Directions:
Two lines mark the range in the entries below: the one holding "report.deduped = deduped.papers.len();" and the one holding "if !candidates.is_empty() &&". Set down those two and all lines between them, exactly.

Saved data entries
%%

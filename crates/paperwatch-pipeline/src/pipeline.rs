//! Pipeline coordinator.
//!
//! Drives one run through the stage sequence
//! fetch → dedup → classify → filter → score → rank → persist.
//! Stages only consume the previous stage's output; failures inside a stage
//! either degrade that stage (fetch, semantic, scoring) or abort the run
//! (persistence). The whole run observes a deadline: on expiry whatever
//! completed so far is ranked and emitted.

use std::collections::{HashMap, HashSet};
use std::sync::Arc;

use chrono::{Duration, Utc};
use futures::stream::{self, StreamExt};
use tokio::time::{timeout_at, Instant};
use tracing::{info, instrument, warn};

use paperwatch_common::config::Config;
use paperwatch_common::{
    CanonicalKey, PaperRecord, Result, ScoredPaper, Subscription,
};
use paperwatch_filter::{classify, JournalFilter, QueryExpr};
use paperwatch_ingestion::{
    adapters_from_config, dedup, fetch_all, FetchOutcome, SourceAdapter, SourceFailure,
};
use paperwatch_llm::{
    build_backend, RelevanceScorer, ScoreCache, ScoreOutcome, SemanticMatcher,
};
use paperwatch_store::{HistoryStore, PruneStats};

/// Per-stage accounting for one run. Emitted with the digest so callers can
/// tell a genuinely empty result from a degraded one.
#[derive(Debug, Default)]
pub struct StageReport {
    pub fetched: usize,
    pub source_failures: Vec<SourceFailure>,
    pub skipped_malformed: usize,
    pub deduped: usize,
    pub filtered_out: usize,
    pub suppressed: usize,
    pub below_min_score: usize,
    /// At least one paper ended the run without an LLM score.
    pub scoring_degraded: bool,
    /// Embedding was unavailable; semantic scores are absent.
    pub semantic_degraded: bool,
    pub deadline_hit: bool,
}

/// Papers matching one subscription's keywords, in digest order.
#[derive(Debug)]
pub struct SubscriptionSection {
    pub subscription: Subscription,
    pub papers: Vec<ScoredPaper>,
}

/// The product of one run.
#[derive(Debug)]
pub struct Digest {
    pub papers: Vec<ScoredPaper>,
    pub sections: Vec<SubscriptionSection>,
    pub report: StageReport,
}

pub struct Pipeline {
    config: Config,
    adapters: Vec<Arc<dyn SourceAdapter>>,
    scorer: Arc<RelevanceScorer>,
    semantic: Option<Arc<SemanticMatcher>>,
    store: Arc<HistoryStore>,
}

impl Pipeline {
    /// Wire the pipeline from configuration: backend, scorer (with the
    /// store as its persistent score cache), optional semantic matcher and
    /// the adapter set.
    pub fn new(config: Config, store: Arc<HistoryStore>) -> Result<Pipeline> {
        let backend = build_backend(&config.llm, &config.semantic.model)?;
        let scorer = Arc::new(RelevanceScorer::new(
            backend.clone(),
            Some(store.clone() as Arc<dyn ScoreCache>),
            config.llm.filtering_prompt.clone(),
            config.llm.max_concurrency,
            config.llm.max_retries,
        ));
        let semantic = config
            .semantic
            .enabled
            .then(|| Arc::new(SemanticMatcher::new(backend, config.semantic.threshold)));
        let adapters = adapters_from_config(&config.search);
        Ok(Pipeline { config, adapters, scorer, semantic, store })
    }

    /// Assemble from pre-built parts. Lets tests substitute fake adapters
    /// and backends without touching the network.
    pub fn with_parts(
        config: Config,
        adapters: Vec<Arc<dyn SourceAdapter>>,
        scorer: Arc<RelevanceScorer>,
        semantic: Option<Arc<SemanticMatcher>>,
        store: Arc<HistoryStore>,
    ) -> Pipeline {
        Pipeline { config, adapters, scorer, semantic, store }
    }

    /// Scheduled digest run: default OR query over `search.keywords`,
    /// history suppression on, digest recorded in history.
    #[instrument(skip(self))]
    pub async fn run_digest(&self) -> Result<Digest> {
        let query = QueryExpr::any_of(&self.config.search.keywords);
        let keywords = self.config.search.keywords.clone();
        self.run(query, &keywords, true).await
    }

    /// On-demand search. Bypasses history suppression and leaves digest
    /// history untouched; the query itself is recorded.
    #[instrument(skip(self))]
    pub async fn search(&self, query_str: &str) -> Result<Digest> {
        let query = QueryExpr::parse(query_str)?;
        let keywords: Vec<String> = query
            .positive_literals()
            .into_iter()
            .map(String::from)
            .collect();
        let digest = self.run(Some(query), &keywords, false).await?;
        self.store
            .record_search(query_str.to_string(), digest.papers.len(), Utc::now())
            .await?;
        Ok(digest)
    }

    /// Remove history, cached scores and search records older than
    /// `older_than_days`. Subscriptions are kept.
    #[instrument(skip(self))]
    pub async fn cleanup(&self, older_than_days: u32) -> Result<PruneStats> {
        let cutoff = Utc::now() - Duration::days(i64::from(older_than_days));
        self.store.prune(cutoff).await
    }

    async fn run(
        &self,
        query: Option<QueryExpr>,
        fetch_keywords: &[String],
        record_history: bool,
    ) -> Result<Digest> {
        let deadline =
            Instant::now() + std::time::Duration::from_secs(self.config.run.deadline_secs);
        let now = Utc::now();
        let mut report = StageReport::default();

        // Fetch.
        let since = now.date_naive() - Duration::days(i64::from(self.config.search.days_back));
        let fetched = match timeout_at(
            deadline,
            fetch_all(
                &self.adapters,
                fetch_keywords,
                since,
                self.config.search.max_results,
                self.config.run.fetch_concurrency,
            ),
        )
        .await
        {
            Ok(outcome) => outcome,
            Err(_) => {
                warn!("Deadline expired during fetch");
                report.deadline_hit = true;
                FetchOutcome::default()
            }
        };
        report.fetched = fetched.records.len();
        report.source_failures = fetched.failures;

        // Dedup.
        let deduped = dedup(fetched.records);
        report.skipped_malformed = deduped.skipped;
        report.deduped = deduped.papers.len();

        // Classify + filter.
        let journal_filter = JournalFilter::from_config(&self.config.journals);
        let mut candidates: Vec<ScoredPaper> = Vec::new();
        for (key, paper) in deduped.papers {
            let tier = classify(&paper.journal);
            if !journal_filter.passes(&paper.journal, tier) {
                report.filtered_out += 1;
                continue;
            }
            let boolean_match = query
                .as_ref()
                .map(|q| q.matches(&paper.match_text()))
                .unwrap_or(true);
            if query.is_some() && !boolean_match {
                report.filtered_out += 1;
                continue;
            }
            candidates.push(ScoredPaper {
                paper,
                key,
                tier,
                boolean_match,
                semantic_score: None,
                llm_score: None,
                llm_explanation: None,
                final_rank: 0,
            });
        }

        // Freshness suppression (digest runs only).
        if record_history && !candidates.is_empty() {
            let cutoff = now - Duration::days(i64::from(self.config.storage.cache_days));
            let keys: Vec<CanonicalKey> = candidates.iter().map(|c| c.key.clone()).collect();
            let seen = self.store.seen_since(keys, cutoff).await?;
            let before = candidates.len();
            candidates.retain(|c| !seen.contains(&c.key));
            report.suppressed = before - candidates.len();
        }

        // Semantic similarity.
        if !candidates.is_empty() && !fetch_keywords.is_empty() {
            if let Some(matcher) = &self.semantic {
                let scores = {
                    let query_text = fetch_keywords.join(" ");
                    let refs: Vec<(CanonicalKey, &PaperRecord)> = candidates
                        .iter()
                        .map(|c| (c.key.clone(), &c.paper))
                        .collect();
                    match timeout_at(deadline, matcher.similarities(&query_text, &refs)).await {
                        Ok(Ok(scores)) => Some(scores),
                        Ok(Err(e)) => {
                            warn!(error = %e, "Embedding unavailable, skipping semantic stage");
                            report.semantic_degraded = true;
                            None
                        }
                        Err(_) => {
                            warn!("Deadline expired during semantic stage");
                            report.deadline_hit = true;
                            report.semantic_degraded = true;
                            None
                        }
                    }
                };
                if let Some(scores) = scores {
                    for (candidate, score) in candidates.iter_mut().zip(scores) {
                        candidate.semantic_score = Some(score);
                    }
                }
            }
        }

        // LLM scoring. Completed scores survive a deadline expiry; a store
        // read failure aborts the run.
        if !candidates.is_empty() {
            let scored: Arc<tokio::sync::Mutex<HashMap<CanonicalKey, ScoreOutcome>>> =
                Arc::default();
            let concurrency = self.config.llm.max_concurrency.max(1);
            let scoring = {
                let scored = scored.clone();
                let jobs: Vec<(CanonicalKey, PaperRecord)> = candidates
                    .iter()
                    .map(|c| (c.key.clone(), c.paper.clone()))
                    .collect();
                let scorer = self.scorer.clone();
                async move {
                    let results = stream::iter(jobs)
                        .map(|(key, paper)| {
                            let scorer = scorer.clone();
                            let scored = scored.clone();
                            async move {
                                let outcome = scorer.score(&key, &paper).await?;
                                scored.lock().await.insert(key, outcome);
                                Ok::<(), paperwatch_common::PaperwatchError>(())
                            }
                        })
                        .buffer_unordered(concurrency)
                        .collect::<Vec<_>>()
                        .await;
                    for result in results {
                        result?;
                    }
                    Ok::<(), paperwatch_common::PaperwatchError>(())
                }
            };
            match timeout_at(deadline, scoring).await {
                Ok(Ok(())) => {}
                Ok(Err(e)) => return Err(e),
                Err(_) => {
                    warn!("Deadline expired during scoring");
                    report.deadline_hit = true;
                }
            }

            let scored = scored.lock().await;
            for candidate in &mut candidates {
                match scored.get(&candidate.key) {
                    Some(ScoreOutcome::Scored(result)) => {
                        candidate.llm_score = Some(result.score);
                        candidate.llm_explanation = Some(result.explanation.clone());
                    }
                    Some(ScoreOutcome::Failed) | None => {
                        report.scoring_degraded = true;
                    }
                }
            }
        }

        // Min-score gate. Unscored papers pass through; they are already
        // flagged as degraded and rank by the fallback signals.
        let min_score = self.config.llm.min_score;
        if min_score > 0.0 {
            let before = candidates.len();
            candidates.retain(|c| c.llm_score.map(|s| s >= min_score).unwrap_or(true));
            report.below_min_score = before - candidates.len();
        }

        // Rank, then cut the digest prefix.
        let ranked = crate::ranker::rank(candidates);
        let limit = self.config.digest.limit;
        let papers: Vec<ScoredPaper> = ranked.iter().take(limit).cloned().collect();

        // Subscription sections, evaluated over the full ranked set. A paper
        // with a semantic score must also clear the relevance threshold.
        let mut sections = Vec::new();
        if record_history {
            for subscription in self.store.list_subscriptions().await? {
                let Some(sub_query) = QueryExpr::any_of(&subscription.keywords) else {
                    continue;
                };
                let matching: Vec<ScoredPaper> = ranked
                    .iter()
                    .filter(|p| sub_query.matches(&p.paper.match_text()))
                    .filter(|p| self.semantically_relevant(p))
                    .take(limit)
                    .cloned()
                    .collect();
                if !matching.is_empty() {
                    sections.push(SubscriptionSection { subscription, papers: matching });
                }
            }
        }

        // Persist. Section papers beyond the digest prefix were surfaced
        // too and must not re-appear next run.
        if record_history {
            let mut keys: HashSet<CanonicalKey> =
                papers.iter().map(|p| p.key.clone()).collect();
            for section in &sections {
                keys.extend(section.papers.iter().map(|p| p.key.clone()));
            }
            if !keys.is_empty() {
                self.store
                    .mark_digested(keys.into_iter().collect(), now)
                    .await?;
            }
        }

        info!(
            fetched = report.fetched,
            deduped = report.deduped,
            filtered_out = report.filtered_out,
            suppressed = report.suppressed,
            digest = papers.len(),
            sections = sections.len(),
            scoring_degraded = report.scoring_degraded,
            semantic_degraded = report.semantic_degraded,
            deadline_hit = report.deadline_hit,
            "Run complete"
        );

        Ok(Digest { papers, sections, report })
    }

    /// Papers without a semantic score (matcher disabled or the embedding
    /// stage degraded) pass; scored papers must meet the threshold.
    fn semantically_relevant(&self, paper: &ScoredPaper) -> bool {
        match (&self.semantic, paper.semantic_score) {
            (Some(matcher), Some(score)) => matcher.is_relevant(score),
            _ => true,
        }
    }
}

%%

Output:
        report.deduped = deduped.papers.len();

        // Classify + filter.
        let journal_filter = JournalFilter::from_config(&self.config.journals);
        let mut candidates: Vec<ScoredPaper> = Vec::new();
        for (key, paper) in deduped.papers {
            let tier = classify(&paper.journal);
            if !journal_filter.passes(&paper.journal, tier) {
                report.filtered_out += 1;
                continue;
            }
            let boolean_match = query
                .as_ref()
                .map(|q| q.matches(&paper.match_text()))
                .unwrap_or(true);
            if query.is_some() && !boolean_match {
                report.filtered_out += 1;
                continue;
            }
            candidates.push(ScoredPaper {
                paper,
                key,
                tier,
                boolean_match,
                semantic_score: None,
                llm_score: None,
                llm_explanation: None,
                final_rank: 0,
            });
        }

        // Freshness suppression (digest runs only).
        if record_history && !candidates.is_empty() {
            let cutoff = now - Duration::days(i64::from(self.config.storage.cache_days));
            let keys: Vec<CanonicalKey> = candidates.iter().map(|c| c.key.clone()).collect();
            let seen = self.store.seen_since(keys, cutoff).await?;
            let before = candidates.len();
            candidates.retain(|c| !seen.contains(&c.key));
            report.suppressed = before - candidates.len();
        }

        // Semantic similarity.
        if !candidates.is_empty() && !fetch_keywords.is_empty() {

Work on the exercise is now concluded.